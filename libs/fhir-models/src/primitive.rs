//! FHIR primitive types and the `Primitive<T>` element wrapper
//!
//! Every primitive on the wire is one of a closed set of types. Several types
//! share a Rust representation (all string-like types are `String`, the three
//! integer types are `i32`) but differ in their lexical or range rules, which
//! [`PrimitiveType::check_str`] and [`PrimitiveType::check_integer`] enforce.

use crate::calendar::{Date, DateTime, Instant, Time};
use crate::element::{Element, Extension};
use crate::error::{Error, Result};
use regex::Regex;
use rust_decimal::prelude::ToPrimitive;
use rust_decimal::Decimal;
use serde_json::{Number, Value as JsonValue};
use std::str::FromStr;
use std::sync::OnceLock;

#[derive(Debug, Clone, Copy, PartialEq, Eq, Hash)]
pub enum PrimitiveType {
    Boolean,
    Integer,
    PositiveInt,
    UnsignedInt,
    Decimal,
    String,
    Code,
    Id,
    Uri,
    Url,
    Canonical,
    Oid,
    Uuid,
    Markdown,
    Base64Binary,
    Xhtml,
    Date,
    DateTime,
    Time,
    Instant,
}

impl PrimitiveType {
    /// FHIR type name, also used as the choice-field suffix (capitalised).
    pub fn name(&self) -> &'static str {
        match self {
            PrimitiveType::Boolean => "boolean",
            PrimitiveType::Integer => "integer",
            PrimitiveType::PositiveInt => "positiveInt",
            PrimitiveType::UnsignedInt => "unsignedInt",
            PrimitiveType::Decimal => "decimal",
            PrimitiveType::String => "string",
            PrimitiveType::Code => "code",
            PrimitiveType::Id => "id",
            PrimitiveType::Uri => "uri",
            PrimitiveType::Url => "url",
            PrimitiveType::Canonical => "canonical",
            PrimitiveType::Oid => "oid",
            PrimitiveType::Uuid => "uuid",
            PrimitiveType::Markdown => "markdown",
            PrimitiveType::Base64Binary => "base64Binary",
            PrimitiveType::Xhtml => "xhtml",
            PrimitiveType::Date => "date",
            PrimitiveType::DateTime => "dateTime",
            PrimitiveType::Time => "time",
            PrimitiveType::Instant => "instant",
        }
    }

    /// Validates the lexical form of a string-represented type.
    pub fn check_str(&self, value: &str) -> Result<()> {
        let ok = match self {
            PrimitiveType::String => !value.is_empty(),
            PrimitiveType::Markdown => !value.trim().is_empty(),
            PrimitiveType::Code => lexical(&CODE_RE, r"^[^\s]+( [^\s]+)*$").is_match(value),
            PrimitiveType::Id => lexical(&ID_RE, r"^[A-Za-z0-9\-.]{1,64}$").is_match(value),
            PrimitiveType::Uri | PrimitiveType::Url | PrimitiveType::Canonical => {
                !value.is_empty() && !value.chars().any(char::is_whitespace)
            }
            PrimitiveType::Oid => {
                lexical(&OID_RE, r"^urn:oid:[0-2](\.(0|[1-9][0-9]*))+$").is_match(value)
            }
            PrimitiveType::Uuid => lexical(
                &UUID_RE,
                r"^urn:uuid:[0-9a-f]{8}-[0-9a-f]{4}-[0-9a-f]{4}-[0-9a-f]{4}-[0-9a-f]{12}$",
            )
            .is_match(value),
            PrimitiveType::Base64Binary => {
                lexical(&BASE64_RE, r"^(\s*([0-9a-zA-Z+/=]){4}\s*)+$").is_match(value)
            }
            PrimitiveType::Xhtml => value.trim_start().starts_with("<div"),
            _ => true,
        };
        if ok {
            Ok(())
        } else {
            Err(Error::InvalidLexical {
                kind: self.name(),
                value: value.to_string(),
            })
        }
    }

    /// Validates the range of an integer-represented type.
    pub fn check_integer(&self, value: i64) -> Result<i32> {
        let min = match self {
            PrimitiveType::PositiveInt => 1,
            PrimitiveType::UnsignedInt => 0,
            _ => i64::from(i32::MIN),
        };
        if value < min || value > i64::from(i32::MAX) {
            return Err(Error::OutOfRange {
                kind: self.name(),
                value: value.to_string(),
            });
        }
        Ok(value as i32)
    }
}

fn lexical(cell: &'static OnceLock<Regex>, pattern: &str) -> &'static Regex {
    cell.get_or_init(|| Regex::new(pattern).expect("primitive regex must compile"))
}

static CODE_RE: OnceLock<Regex> = OnceLock::new();
static ID_RE: OnceLock<Regex> = OnceLock::new();
static OID_RE: OnceLock<Regex> = OnceLock::new();
static UUID_RE: OnceLock<Regex> = OnceLock::new();
static BASE64_RE: OnceLock<Regex> = OnceLock::new();

/// Conversion between a Rust leaf representation and its JSON form.
pub trait FhirPrimitive: Sized {
    fn from_json(ty: PrimitiveType, value: &JsonValue) -> Result<Self>;
    fn to_json(&self) -> JsonValue;
}

fn unexpected(ty: PrimitiveType, expected: &'static str) -> Error {
    Error::UnexpectedJson {
        kind: ty.name(),
        expected,
    }
}

impl FhirPrimitive for bool {
    fn from_json(ty: PrimitiveType, value: &JsonValue) -> Result<Self> {
        value.as_bool().ok_or_else(|| unexpected(ty, "boolean"))
    }

    fn to_json(&self) -> JsonValue {
        JsonValue::Bool(*self)
    }
}

impl FhirPrimitive for i32 {
    fn from_json(ty: PrimitiveType, value: &JsonValue) -> Result<Self> {
        match value.as_i64() {
            Some(n) => ty.check_integer(n),
            None if value.is_u64() => Err(Error::OutOfRange {
                kind: ty.name(),
                value: value.to_string(),
            }),
            None => Err(unexpected(ty, "integer")),
        }
    }

    fn to_json(&self) -> JsonValue {
        JsonValue::from(*self)
    }
}

/// Decimals keep the integral/fractional distinction of the source number:
/// `100` re-encodes as an integer, `1.0` and `0.5` as floats.
impl FhirPrimitive for Decimal {
    fn from_json(ty: PrimitiveType, value: &JsonValue) -> Result<Self> {
        let JsonValue::Number(n) = value else {
            return Err(unexpected(ty, "number"));
        };
        let text = n.to_string();
        let parsed = if let Some(i) = n.as_i64() {
            Ok(Decimal::from(i))
        } else if text.contains(['e', 'E']) {
            Decimal::from_scientific(&text)
        } else {
            Decimal::from_str(&text)
        };
        let mut decimal = parsed.map_err(|_| Error::OutOfRange {
            kind: ty.name(),
            value: text.clone(),
        })?;
        if n.is_f64() && decimal.scale() == 0 {
            decimal.rescale(1);
        }
        Ok(decimal)
    }

    fn to_json(&self) -> JsonValue {
        if self.scale() == 0 {
            if let Some(i) = self.to_i64() {
                return JsonValue::from(i);
            }
            if let Some(u) = self.to_u64() {
                return JsonValue::from(u);
            }
        }
        self.to_f64()
            .and_then(Number::from_f64)
            .map(JsonValue::Number)
            .unwrap_or(JsonValue::Null)
    }
}

impl FhirPrimitive for String {
    fn from_json(ty: PrimitiveType, value: &JsonValue) -> Result<Self> {
        let s = value.as_str().ok_or_else(|| unexpected(ty, "string"))?;
        ty.check_str(s)?;
        Ok(s.to_string())
    }

    fn to_json(&self) -> JsonValue {
        JsonValue::String(self.clone())
    }
}

macro_rules! calendar_primitive {
    ($ty:ty) => {
        impl FhirPrimitive for $ty {
            fn from_json(ty: PrimitiveType, value: &JsonValue) -> Result<Self> {
                value
                    .as_str()
                    .ok_or_else(|| unexpected(ty, "string"))?
                    .parse()
            }

            fn to_json(&self) -> JsonValue {
                JsonValue::String(self.to_string())
            }
        }
    };
}

calendar_primitive!(Date);
calendar_primitive!(DateTime);
calendar_primitive!(Time);
calendar_primitive!(Instant);

/// A primitive value together with its element metadata.
///
/// Either half may be absent on the wire (`"given": ["Peter", null]` with
/// `"_given": [null, {"id": "a"}]`), but never both.
#[derive(Debug, Clone, PartialEq)]
pub struct Primitive<T> {
    value: Option<T>,
    element: Element,
}

impl<T> Primitive<T> {
    pub fn new(value: T) -> Self {
        Self {
            value: Some(value),
            element: Element::default(),
        }
    }

    pub fn from_parts(value: Option<T>, element: Element) -> Result<Self> {
        if value.is_none() && element.is_empty() {
            return Err(Error::EmptyPrimitive);
        }
        Ok(Self { value, element })
    }

    pub fn with_id(mut self, id: impl Into<String>) -> Self {
        self.element.id = Some(id.into());
        self
    }

    pub fn with_extension(mut self, extension: Extension) -> Self {
        self.element.extension.push(extension);
        self
    }

    pub fn value(&self) -> Option<&T> {
        self.value.as_ref()
    }

    pub fn element(&self) -> &Element {
        &self.element
    }

    pub fn id(&self) -> Option<&str> {
        self.element.id.as_deref()
    }

    pub fn extensions(&self) -> &[Extension] {
        &self.element.extension
    }

    pub fn has_metadata(&self) -> bool {
        !self.element.is_empty()
    }
}

impl<T: FhirPrimitive> Primitive<T> {
    pub fn value_json(&self) -> Option<JsonValue> {
        self.value.as_ref().map(FhirPrimitive::to_json)
    }
}

impl<T> From<T> for Primitive<T> {
    fn from(value: T) -> Self {
        Self::new(value)
    }
}

#[cfg(test)]
mod tests {
    use super::*;
    use serde_json::json;

    #[test]
    fn test_string_kinds() {
        assert!(PrimitiveType::Id.check_str("example-1.a").is_ok());
        assert!(PrimitiveType::Id.check_str("has space").is_err());
        assert!(PrimitiveType::Id.check_str(&"a".repeat(65)).is_err());
        assert!(PrimitiveType::Code.check_str("final").is_ok());
        assert!(PrimitiveType::Code.check_str("two words").is_ok());
        assert!(PrimitiveType::Code.check_str(" leading").is_err());
        assert!(PrimitiveType::Oid.check_str("urn:oid:1.2.3.4").is_ok());
        assert!(PrimitiveType::Oid.check_str("urn:oid:1.02").is_err());
        assert!(PrimitiveType::Uuid
            .check_str("urn:uuid:c757873d-ec9a-4326-a141-556f43239520")
            .is_ok());
        assert!(PrimitiveType::Uri.check_str("http://example.org/a b").is_err());
        assert!(PrimitiveType::String.check_str("").is_err());
        assert!(PrimitiveType::Base64Binary.check_str("SGVsbG8=").is_ok());
        assert!(PrimitiveType::Xhtml
            .check_str("<div xmlns=\"http://www.w3.org/1999/xhtml\">x</div>")
            .is_ok());
    }

    #[test]
    fn test_integer_bounds() {
        assert_eq!(PrimitiveType::PositiveInt.check_integer(1), Ok(1));
        assert!(PrimitiveType::PositiveInt.check_integer(0).is_err());
        assert_eq!(PrimitiveType::UnsignedInt.check_integer(0), Ok(0));
        assert!(PrimitiveType::UnsignedInt.check_integer(-1).is_err());
        assert!(PrimitiveType::Integer.check_integer(i64::from(i32::MAX) + 1).is_err());
        assert_eq!(PrimitiveType::Integer.check_integer(-5), Ok(-5));
    }

    #[test]
    fn test_integer_from_json_range() {
        assert_eq!(i32::from_json(PrimitiveType::Integer, &json!(42)), Ok(42));
        assert!(matches!(
            i32::from_json(PrimitiveType::Integer, &json!(i64::MAX)),
            Err(Error::OutOfRange { kind: "integer", .. })
        ));
        assert_eq!(
            i32::from_json(PrimitiveType::UnsignedInt, &json!(18446744073709551615u64)),
            Err(Error::OutOfRange {
                kind: "unsignedInt",
                value: "18446744073709551615".to_string(),
            })
        );
        assert!(matches!(
            i32::from_json(PrimitiveType::Integer, &json!(1.5)),
            Err(Error::UnexpectedJson { .. })
        ));
    }

    #[test]
    fn test_decimal_keeps_number_shape() {
        for raw in [
            json!(100),
            json!(1.0),
            json!(0.5),
            json!(-12.75),
            json!(185),
            json!(9223372036854775808u64),
            json!(18446744073709551615u64),
        ] {
            let decimal = Decimal::from_json(PrimitiveType::Decimal, &raw).unwrap();
            assert_eq!(decimal.to_json(), raw);
        }
        assert!(Decimal::from_json(PrimitiveType::Decimal, &json!("1.0")).is_err());
    }

    #[test]
    fn test_calendar_from_json() {
        let date = Date::from_json(PrimitiveType::Date, &json!("1974-12-25")).unwrap();
        assert_eq!(date.to_json(), json!("1974-12-25"));
        assert!(Date::from_json(PrimitiveType::Date, &json!("1974-02-30")).is_err());
        assert!(Date::from_json(PrimitiveType::Date, &json!(1974)).is_err());
    }

    #[test]
    fn test_primitive_requires_value_or_metadata() {
        assert_eq!(
            Primitive::<bool>::from_parts(None, Element::default()),
            Err(Error::EmptyPrimitive)
        );
        let only_id = Primitive::<bool>::from_parts(None, Element::with_id("x")).unwrap();
        assert_eq!(only_id.id(), Some("x"));
        assert!(only_id.value().is_none());
    }
}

= What this task involves =
The answer must consist of every line from the data that contains the word "UnexpectedJson".

= Response box =
    Error::UnexpectedJson {
            Err(Error::UnexpectedJson { .. })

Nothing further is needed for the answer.